*Task objective*.
Match the word "true". Return each line of the data below where it appears.

Data extracted from a collection:
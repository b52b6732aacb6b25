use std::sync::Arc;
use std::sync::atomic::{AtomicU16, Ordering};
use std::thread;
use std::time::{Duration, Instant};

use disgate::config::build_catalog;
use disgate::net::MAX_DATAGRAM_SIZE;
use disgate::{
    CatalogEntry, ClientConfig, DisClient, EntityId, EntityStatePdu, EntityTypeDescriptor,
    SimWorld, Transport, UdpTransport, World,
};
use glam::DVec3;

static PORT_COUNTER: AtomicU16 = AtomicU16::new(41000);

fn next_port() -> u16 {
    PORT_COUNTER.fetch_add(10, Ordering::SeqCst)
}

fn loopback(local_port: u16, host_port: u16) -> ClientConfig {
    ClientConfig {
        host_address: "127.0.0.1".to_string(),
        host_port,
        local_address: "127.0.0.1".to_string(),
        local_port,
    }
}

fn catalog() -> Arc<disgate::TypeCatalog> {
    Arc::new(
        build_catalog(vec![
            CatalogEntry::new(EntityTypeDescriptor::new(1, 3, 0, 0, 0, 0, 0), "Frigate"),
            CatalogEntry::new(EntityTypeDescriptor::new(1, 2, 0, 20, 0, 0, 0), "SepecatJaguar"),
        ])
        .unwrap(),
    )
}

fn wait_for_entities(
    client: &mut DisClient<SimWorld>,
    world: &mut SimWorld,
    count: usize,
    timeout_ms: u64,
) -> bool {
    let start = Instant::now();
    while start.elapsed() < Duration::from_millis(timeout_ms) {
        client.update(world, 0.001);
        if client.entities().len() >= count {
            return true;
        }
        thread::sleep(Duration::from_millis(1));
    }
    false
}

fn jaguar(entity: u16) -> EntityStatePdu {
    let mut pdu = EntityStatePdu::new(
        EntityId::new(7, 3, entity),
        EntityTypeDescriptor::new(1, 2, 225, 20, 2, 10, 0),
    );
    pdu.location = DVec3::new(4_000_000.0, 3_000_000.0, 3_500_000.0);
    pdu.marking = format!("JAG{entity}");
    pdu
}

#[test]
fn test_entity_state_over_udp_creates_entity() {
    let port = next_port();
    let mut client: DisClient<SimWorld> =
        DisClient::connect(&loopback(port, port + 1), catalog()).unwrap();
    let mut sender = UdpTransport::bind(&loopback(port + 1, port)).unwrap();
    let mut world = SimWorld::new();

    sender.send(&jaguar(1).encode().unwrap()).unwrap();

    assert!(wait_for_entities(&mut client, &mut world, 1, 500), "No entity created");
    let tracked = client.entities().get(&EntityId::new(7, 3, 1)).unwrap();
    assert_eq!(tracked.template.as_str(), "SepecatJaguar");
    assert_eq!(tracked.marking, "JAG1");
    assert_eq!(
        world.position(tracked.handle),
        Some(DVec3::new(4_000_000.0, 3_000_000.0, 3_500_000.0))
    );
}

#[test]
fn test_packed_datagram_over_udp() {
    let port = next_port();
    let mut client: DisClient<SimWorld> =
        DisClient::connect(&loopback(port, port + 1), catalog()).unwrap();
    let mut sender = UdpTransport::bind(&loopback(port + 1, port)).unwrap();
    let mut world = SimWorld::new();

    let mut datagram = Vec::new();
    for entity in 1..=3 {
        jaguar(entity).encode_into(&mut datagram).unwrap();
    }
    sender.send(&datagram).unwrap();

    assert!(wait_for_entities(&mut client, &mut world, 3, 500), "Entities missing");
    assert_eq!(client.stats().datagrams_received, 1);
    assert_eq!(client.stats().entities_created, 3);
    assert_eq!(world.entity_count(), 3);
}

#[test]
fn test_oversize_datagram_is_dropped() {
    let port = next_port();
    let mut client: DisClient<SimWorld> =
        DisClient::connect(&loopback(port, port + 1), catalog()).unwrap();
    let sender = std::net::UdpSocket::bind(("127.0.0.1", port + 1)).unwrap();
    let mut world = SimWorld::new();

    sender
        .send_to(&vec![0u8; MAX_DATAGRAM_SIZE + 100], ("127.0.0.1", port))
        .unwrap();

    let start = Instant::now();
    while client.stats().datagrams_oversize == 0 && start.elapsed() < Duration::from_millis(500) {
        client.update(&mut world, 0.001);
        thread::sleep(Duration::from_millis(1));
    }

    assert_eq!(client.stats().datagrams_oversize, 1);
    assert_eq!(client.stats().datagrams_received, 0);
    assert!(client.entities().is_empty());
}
==
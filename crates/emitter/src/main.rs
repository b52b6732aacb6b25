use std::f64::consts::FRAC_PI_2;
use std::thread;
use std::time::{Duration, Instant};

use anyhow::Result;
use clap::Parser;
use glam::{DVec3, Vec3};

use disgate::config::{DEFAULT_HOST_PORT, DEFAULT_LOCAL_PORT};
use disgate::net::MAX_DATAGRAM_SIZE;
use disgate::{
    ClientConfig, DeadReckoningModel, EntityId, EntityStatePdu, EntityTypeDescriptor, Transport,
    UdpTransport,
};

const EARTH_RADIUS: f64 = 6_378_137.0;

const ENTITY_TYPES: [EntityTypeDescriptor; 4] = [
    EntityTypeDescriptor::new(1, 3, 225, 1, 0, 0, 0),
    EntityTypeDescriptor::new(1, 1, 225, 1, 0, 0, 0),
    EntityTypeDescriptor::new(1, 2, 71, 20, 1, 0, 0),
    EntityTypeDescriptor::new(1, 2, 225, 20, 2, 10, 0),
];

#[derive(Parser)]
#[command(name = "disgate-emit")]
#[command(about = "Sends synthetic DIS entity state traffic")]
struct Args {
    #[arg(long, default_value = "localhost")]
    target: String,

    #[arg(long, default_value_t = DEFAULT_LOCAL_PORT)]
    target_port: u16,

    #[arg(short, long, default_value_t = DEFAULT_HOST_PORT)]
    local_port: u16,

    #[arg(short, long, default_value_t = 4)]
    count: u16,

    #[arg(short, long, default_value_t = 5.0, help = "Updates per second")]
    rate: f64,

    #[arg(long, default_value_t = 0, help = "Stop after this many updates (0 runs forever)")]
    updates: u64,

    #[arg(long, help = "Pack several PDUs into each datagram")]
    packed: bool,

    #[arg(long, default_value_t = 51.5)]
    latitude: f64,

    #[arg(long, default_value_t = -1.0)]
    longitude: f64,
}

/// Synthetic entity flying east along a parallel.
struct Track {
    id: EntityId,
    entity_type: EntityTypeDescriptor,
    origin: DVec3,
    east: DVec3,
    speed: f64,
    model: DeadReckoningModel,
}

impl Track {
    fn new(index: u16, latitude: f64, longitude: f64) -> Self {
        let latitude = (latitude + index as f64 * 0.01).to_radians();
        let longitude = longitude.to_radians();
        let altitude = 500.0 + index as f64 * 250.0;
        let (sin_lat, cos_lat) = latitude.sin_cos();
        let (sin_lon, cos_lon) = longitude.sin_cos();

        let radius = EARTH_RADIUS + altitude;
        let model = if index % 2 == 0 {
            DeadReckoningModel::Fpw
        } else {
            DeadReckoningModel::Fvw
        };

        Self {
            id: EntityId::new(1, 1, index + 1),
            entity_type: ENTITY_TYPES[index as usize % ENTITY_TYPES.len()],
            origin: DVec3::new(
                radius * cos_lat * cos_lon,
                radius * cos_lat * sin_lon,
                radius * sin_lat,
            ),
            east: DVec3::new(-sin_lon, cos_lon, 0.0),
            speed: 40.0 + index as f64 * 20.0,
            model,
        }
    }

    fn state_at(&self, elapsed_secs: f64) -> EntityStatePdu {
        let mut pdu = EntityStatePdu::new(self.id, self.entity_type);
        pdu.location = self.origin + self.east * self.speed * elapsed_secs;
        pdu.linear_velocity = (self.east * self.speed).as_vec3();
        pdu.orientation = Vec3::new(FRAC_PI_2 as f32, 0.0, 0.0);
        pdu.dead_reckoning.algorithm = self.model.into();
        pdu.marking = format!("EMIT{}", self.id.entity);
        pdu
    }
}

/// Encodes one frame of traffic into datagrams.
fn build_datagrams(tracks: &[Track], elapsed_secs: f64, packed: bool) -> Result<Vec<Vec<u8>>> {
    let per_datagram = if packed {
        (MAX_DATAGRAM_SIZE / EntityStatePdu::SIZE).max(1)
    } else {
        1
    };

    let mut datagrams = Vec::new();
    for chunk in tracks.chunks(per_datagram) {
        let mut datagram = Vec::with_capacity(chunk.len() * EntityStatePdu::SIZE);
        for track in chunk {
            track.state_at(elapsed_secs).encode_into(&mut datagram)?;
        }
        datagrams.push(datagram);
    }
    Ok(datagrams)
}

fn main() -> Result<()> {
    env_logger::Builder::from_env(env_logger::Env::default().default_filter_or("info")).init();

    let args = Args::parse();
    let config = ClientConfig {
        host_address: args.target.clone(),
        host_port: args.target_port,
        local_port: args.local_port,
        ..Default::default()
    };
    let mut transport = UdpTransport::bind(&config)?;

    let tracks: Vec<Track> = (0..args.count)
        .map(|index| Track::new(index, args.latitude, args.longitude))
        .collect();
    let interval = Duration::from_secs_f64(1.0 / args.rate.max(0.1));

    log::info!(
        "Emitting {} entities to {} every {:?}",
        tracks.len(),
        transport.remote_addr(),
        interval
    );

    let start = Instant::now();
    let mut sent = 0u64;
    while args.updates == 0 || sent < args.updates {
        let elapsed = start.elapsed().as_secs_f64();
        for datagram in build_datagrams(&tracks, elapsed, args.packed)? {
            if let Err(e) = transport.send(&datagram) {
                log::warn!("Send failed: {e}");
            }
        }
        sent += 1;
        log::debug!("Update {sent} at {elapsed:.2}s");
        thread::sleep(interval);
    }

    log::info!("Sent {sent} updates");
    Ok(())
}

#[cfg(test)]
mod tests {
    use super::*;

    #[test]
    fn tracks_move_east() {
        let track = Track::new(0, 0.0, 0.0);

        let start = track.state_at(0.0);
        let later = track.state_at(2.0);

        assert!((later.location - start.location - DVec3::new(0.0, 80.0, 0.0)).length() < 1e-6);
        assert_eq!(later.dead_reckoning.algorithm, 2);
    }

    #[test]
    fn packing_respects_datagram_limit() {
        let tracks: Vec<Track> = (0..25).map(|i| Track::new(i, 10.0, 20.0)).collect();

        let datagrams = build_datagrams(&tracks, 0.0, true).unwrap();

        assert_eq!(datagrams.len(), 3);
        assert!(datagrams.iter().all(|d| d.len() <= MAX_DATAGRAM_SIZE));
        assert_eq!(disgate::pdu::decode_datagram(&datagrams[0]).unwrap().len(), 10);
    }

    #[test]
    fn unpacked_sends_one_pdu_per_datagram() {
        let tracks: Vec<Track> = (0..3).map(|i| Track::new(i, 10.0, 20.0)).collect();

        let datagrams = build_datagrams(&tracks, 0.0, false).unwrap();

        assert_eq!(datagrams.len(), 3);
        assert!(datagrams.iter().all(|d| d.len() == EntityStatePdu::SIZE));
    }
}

*Expected answer*.
            return true;
        let datagrams = build_datagrams(&tracks, 0.0, true).unwrap();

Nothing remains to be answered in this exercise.